ARC#

purpose#

The arc package uses a regularization method to find a (local) minimizer of a differentiable objective function \(f(x)\) of many variables \(x\). The method offers the choice of direct and iterative solution of the key subproblems, and is most suitable for large problems. First derivatives are required, and if second derivatives can be calculated, they will be exploited.

See Section 4 of $GALAHAD/doc/arc.pdf for additional details.

method#

An adaptive cubic regularization method is used. In this, an improvement to a current estimate of the required minimizer, \(x_k\) is sought by computing a step \(s_k\). The step is chosen to approximately minimize a model \(m_k(s)\) of \(f(x_k + s)\) that includes a weighted term \(\sigma_k \|s_k\|^3\) for some specified positive weight \(\sigma_k\). The quality of the resulting step \(s_k\) is assessed by computing the “ratio” \((f(x_k) - f(x_k + s_k))/ (m_k(0) - m_k(s_k))\). The step is deemed to have succeeded if the ratio exceeds a given \(\eta_s > 0\), and in this case \(x_{k+1} = x_k + s_k\). Otherwise \(x_{k+1} = x_k\), and the weight is increased by powers of a given increase factor up to a given limit. If the ratio is larger than \(\eta_v \geq \eta_d\), the weight will be decreased by powers of a given decrease factor again up to a given limit. The method will terminate as soon as \(\|\nabla_x f(x_k)\|\) is smaller than a specified value.

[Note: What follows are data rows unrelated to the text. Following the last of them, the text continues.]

//! Core types for Swarmfall: entity pools, ids, and the tile map model.
//!
//! This crate holds the data model the simulation kernel runs on. It knows
//! nothing about behaviour: pools hand out generation-tagged ids, the tile map
//! classifies terrain, and the map decoder turns a colour-coded pixel grid into
//! terrain plus a list of placement directives.

/// RGBA colours used by map markers and cosmetic particles.
pub mod color;
/// Entity kinds, sides, generation-tagged ids, and the common slot body.
pub mod entity;
/// Error types used throughout the crate.
pub mod error;
/// Fixed-capacity slot pools with round-robin allocation.
pub mod pool;
/// Terrain grid and colour-coded map decoding.
pub mod tilemap;

/// Re-export of [`color::Rgba`].
pub use color::Rgba;
/// Re-export core entity types.
pub use entity::{Body, EntityId, EntityKind, HasBody, Side, TowerArchetype};
/// Re-export error types.
pub use error::{CoreError, CoreResult};
/// Re-export of [`pool::EntityPool`].
pub use pool::EntityPool;
/// Re-export tile map types.
pub use tilemap::{DecodedMap, PixelGrid, Placement, Terrain, TileMap};
//! Pointer and keyboard input, translated into simulation calls.

use macroquad::prelude::*;
use sf_simulation::{LevelRequest, Simulation};

use crate::theme::Viewport;

/// Debug keys for level changes.
const LEVEL_KEYS: [(KeyCode, LevelRequest); 3] = [
    (KeyCode::R, LevelRequest::Reload),
    (KeyCode::N, LevelRequest::Advance),
    (KeyCode::M, LevelRequest::Previous),
];

/// Forward this frame's pointer state.
///
/// Left press places an attacker, holding drags a trail of them, release ends
/// the trail. Right click drops a debug defender.
pub fn handle_pointer(sim: &mut Simulation, viewport: &Viewport) {
    let position = viewport.to_world(mouse_position());

    if is_mouse_button_pressed(MouseButton::Left) {
        sim.place_attacker(position);
    } else if is_mouse_button_down(MouseButton::Left) {
        sim.drag_to(position);
    }
    if is_mouse_button_released(MouseButton::Left) {
        sim.release_pointer();
    }

    if is_mouse_button_pressed(MouseButton::Right) {
        sim.spawn_debug_defender(position);
    }
}

/// The level change asked for by a key pressed this frame, if any.
pub fn level_key() -> Option<LevelRequest> {
    LEVEL_KEYS
        .iter()
        .find(|(key, _)| is_key_pressed(*key))
        .map(|(_, request)| *request)
}

/// Check if the Escape key was pressed this frame.
pub fn quit_pressed() -> bool {
    is_key_pressed(KeyCode::Escape)
}
//! Frame-driven tower-defense simulation kernel for Swarmfall.
//!
//! A [`World`] holds one fixed-capacity pool per entity kind plus the
//! terrain, a uniform-grid [`SpatialIndex`] over minions, a seeded RNG, and an
//! [`EventLog`]. Each frame the world updates every live entity kind by kind,
//! then rebuilds the spatial index. The [`Simulation`] wraps a world with the
//! level table, player input, and level transitions. Nothing here draws or
//! plays sounds: hosts consume [`render::draw_list`] and
//! [`SimEventKind::SoundRequested`] events.

/// Area-of-effect detonations.
pub mod area;
/// The per-kind behaviour trait.
pub mod behavior;
/// Simulation clock for tracking ticks and elapsed time.
pub mod clock;
/// Configuration types for simulation runs.
pub mod config;
/// Particle recipes.
pub mod effects;
/// Error types for the simulation crate.
pub mod error;
/// Simulation event types and the event log.
pub mod event;
/// Level table, manifest loading, and map sources.
pub mod level;
/// Walking units of both sides.
pub mod minion;
/// Cosmetic particles.
pub mod particle;
/// Arrows, shells, and their flight arc.
pub mod projectile;
/// Draw commands and depth ordering.
pub mod render;
/// Top-level simulation orchestrator.
pub mod simulation;
/// Uniform-grid spatial index over minions.
pub mod spatial;
/// Target selection and claims.
pub mod targeting;
/// Towers and their firing logic.
pub mod tower;
/// Proximity mines.
pub mod trap;
/// The container for all live entities of a level.
pub mod world;

/// Re-export of [`behavior::Behavior`].
pub use behavior::Behavior;
/// Re-export of [`clock::SimClock`].
pub use clock::SimClock;
/// Re-exports of configuration types.
pub use config::{Capacities, SimConfig, TowerStats, TransitionTimes};
/// Re-exports of [`error::SimError`] and [`error::SimResult`].
pub use error::{SimError, SimResult};
/// Re-exports of event types.
pub use event::{EventLog, LevelRequest, SimEvent, SimEventKind, SoundCue};
/// Re-exports of level types.
pub use level::{ImageMapSource, LevelManifest, LevelSpec, MapSource};
/// Re-exports of entity records.
pub use minion::Minion;
pub use particle::{Particle, ParticleSprite};
pub use projectile::{ArcProfile, Projectile, ProjectileKind};
/// Re-exports of render types.
pub use render::{DrawCommand, Sprite, draw_list, render_order, squash_scale};
/// Re-export of [`simulation::Simulation`].
pub use simulation::{Simulation, Transition};
/// Re-export of [`spatial::SpatialIndex`].
pub use spatial::{SideFilter, SpatialIndex};
pub use tower::Tower;
pub use trap::Trap;
/// Re-export of [`world::World`].
pub use world::World;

Either linear or quadratic models \(m_k(s)\) may be used. The former will be taken as the first two terms \(f(x_k) + s^T \nabla_x f(x_k)\) of a Taylor series about \(x_k\), while the latter uses an approximation to the first three terms \(f(x_k) + s^T \nabla_x f(x_k) + \frac{1}{2} s^T B_k s\), for which \(B_k\) is a symmetric approximation to the Hessian \(\nabla_{xx} f(x_k)\); possible approximations include the true Hessian, limited-memory secant and sparsity approximations and a scaled identity matrix. Normally a two-norm regularization will be used, but this may change if preconditioning is employed.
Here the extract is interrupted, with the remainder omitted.